We conclude this section by briefly turning our attention to gNOI, but there isn’t a lot to say. This is because the underlying mechanism used by gNOI is exactly the same as for gNMI, and in the larger scheme of things, there is little difference between a switch’s configuration interface and its operations interface. Generally speaking, persistent state is handled by gNMI (and a corresponding YANG model is defined), whereas clearing or setting ephemeral state is handled by gNOI. It is also the case that non-idempotent actions like reboot and ping tend to fall under gNOI’s domain.
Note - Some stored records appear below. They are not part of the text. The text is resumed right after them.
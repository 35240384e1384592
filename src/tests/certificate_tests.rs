// Copyright (c) 2025 Varshith Gudur. Licensed under AGPLv3.
use std::collections::BTreeMap;

use serde_cbor::Value;

use super::tree_tests::reference_tree;
use crate::certificate::Certificate;
use crate::config::CBOR_SELF_DESCRIBE;
use crate::error::{CertificateError, TreeError};
use crate::fixtures::{self, TestKey};
use crate::verify::CanisterRanges;

fn envelope(entries: Vec<(&str, Value)>) -> Vec<u8> {
    let map: BTreeMap<Value, Value> = entries
        .into_iter()
        .map(|(k, v)| (Value::Text(k.to_string()), v))
        .collect();
    serde_cbor::to_vec(&Value::Map(map)).unwrap()
}

#[test]
fn test_signed_message_layout() {
    let cert = Certificate::new(reference_tree(), [0u8; 48], None);
    let message = cert.signed_message();
    assert_eq!(message[0], 13);
    assert_eq!(&message[1..14], b"ic-state-root");
    assert_eq!(&message[14..], cert.root_hash().as_bytes());
}

#[test]
fn test_wire_form_parses_back() {
    let root = TestKey::from_seed(1);
    let subnet = TestKey::from_seed(2);
    let ranges = CanisterRanges::new(vec![(vec![0; 10], vec![0xff; 10])]);
    let cert = subnet.certify_delegated(reference_tree(), &root, &fixtures::subnet_id(1), &ranges);

    let bytes = cert.to_cbor();
    assert_eq!(&bytes[..3], &CBOR_SELF_DESCRIBE);

    let parsed = Certificate::from_cbor(&bytes).unwrap();
    assert_eq!(parsed, cert);

    let delegation = parsed.delegation().unwrap();
    assert_eq!(delegation.subnet_id, fixtures::subnet_id(1));
    let nested = delegation.parse_certificate().unwrap();
    assert!(nested.delegation().is_none());
}

#[test]
fn test_untagged_envelope_parses() {
    let bytes = envelope(vec![
        ("tree", reference_tree().to_value()),
        ("signature", Value::Bytes(vec![9; 48])),
    ]);
    let cert = Certificate::from_cbor(&bytes).unwrap();
    assert_eq!(cert.signature(), &[9u8; 48]);
    assert!(cert.delegation().is_none());
}

#[test]
fn test_missing_fields_rejected() {
    let no_sig = envelope(vec![("tree", reference_tree().to_value())]);
    assert_eq!(
        Certificate::from_cbor(&no_sig),
        Err(CertificateError::MissingField("signature"))
    );

    let no_tree = envelope(vec![("signature", Value::Bytes(vec![0; 48]))]);
    assert_eq!(
        Certificate::from_cbor(&no_tree),
        Err(CertificateError::MissingField("tree"))
    );

    let mut delegation = BTreeMap::new();
    delegation.insert(Value::Text("subnet_id".into()), Value::Bytes(vec![1, 2, 3]));
    let no_nested = envelope(vec![
        ("tree", reference_tree().to_value()),
        ("signature", Value::Bytes(vec![0; 48])),
        ("delegation", Value::Map(delegation)),
    ]);
    assert_eq!(
        Certificate::from_cbor(&no_nested),
        Err(CertificateError::MissingField("certificate"))
    );
}

#[test]
fn test_bad_field_shapes_rejected() {
    let short_sig = envelope(vec![
        ("tree", reference_tree().to_value()),
        ("signature", Value::Bytes(vec![0; 47])),
    ]);
    assert_eq!(
        Certificate::from_cbor(&short_sig),
        Err(CertificateError::SignatureLength(47))
    );

    let text_sig = envelope(vec![
        ("tree", reference_tree().to_value()),
        ("signature", Value::Text("sig".into())),
    ]);
    assert_eq!(
        Certificate::from_cbor(&text_sig),
        Err(CertificateError::WrongType("signature"))
    );

    let bad_tree = envelope(vec![
        ("tree", Value::Array(vec![Value::Integer(9)])),
        ("signature", Value::Bytes(vec![0; 48])),
    ]);
    assert_eq!(
        Certificate::from_cbor(&bad_tree),
        Err(CertificateError::Tree(TreeError::UnknownTag(9)))
    );

    let not_map = serde_cbor::to_vec(&Value::Array(vec![])).unwrap();
    assert_eq!(Certificate::from_cbor(&not_map), Err(CertificateError::NotAMap));
    assert!(matches!(
        Certificate::from_cbor(b"\xa1"),
        Err(CertificateError::Cbor(_))
    ));
}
In any case, the two are closely enough aligned to collectively be referred to as gNXI.

As an illustrative example of what gNOI is used for, the following is the protobuf specification for the System service:

service System {
    rpc Ping(PingRequest)
	returns (stream PingResponse) {}
    rpc Traceroute(TracerouteRequest)
        returns (stream TracerouteResponse) {}
    rpc Time(TimeRequest)
	returns (TimeResponse) {}
    rpc SetPackage(stream SetPackageRequest)
        returns (SetPackageResponse) {}
    rpc Reboot(RebootRequest)
	returns (RebootResponse) {}
    // ...

where, for example, the following protobuf message defines the RebootRequest parameter:

message RebootRequest {
    RebootMethod method = 1;
    // Delay in nanoseconds before issuing reboot.
    uint64 delay = 2; 
    // Informational reason for the reboot.
    string message = 3;
    // Optional sub-components to reboot.
    repeated types.Path subcomponents = 4;
    // Force reboot if sanity checks fail.
    bool force = 5; 

As a reminder, if you are unfamiliar with protobufs, a brief overview is available online.

Further Reading

Protocol Buffers. Computer Networks: A Systems Approach, 2020.

5.4 SONiC

In the same way SAI is an industry-wide switch abstraction (see Section 4.5), SONiC is a vendor-agnostic Switch OS that is gaining a lot of momentum in the industry. SONiC, which leverages SAI as a vendor-agnostic SDK and was originally open sourced by Microsoft, continues to serve as the Switch OS for the Azure Cloud. And like Stratum, SONiC can also leverage Open Networking Linux (ONL) as its underlying operating system. All of which is to say that Stratum and SONiC both try to fill the same need. Today their respective approaches are largely complementary, with both open source communities working towards a “best of both worlds” solution.

Both SONiC and Stratum support a configuration interface, so unifying those will be a matter of reconciling their respective data models and toolchains. The main distinction is Stratum’s support for programmable forwarding pipelines (including both P4 and P4Runtime), versus the least common denominator approach to forwarding taken by SAI. Developers on the two open source projects are working together to define a roadmap that will make it possible for interested networks to take advantage of programmable pipelines in an incremental and low-risk way.

The goal of this effort is both (1) to enable remote SDN Controllers/Apps to interact with SAI using P4Runtime and gNMI, and (2) to enable SAI extensions using P4 so as to improve feature velocity in the data plane. Both goals rely on a new representation of the SAI behavioral model and pipeline based on a P4 program (the so called sai.p4 program shown in Figure 24 of Section 4.6). If you take one thing away from this reconciliation effort, it should be that embracing a programmable pipeline (and corresponding toolchain) is what facilitates doing something like this.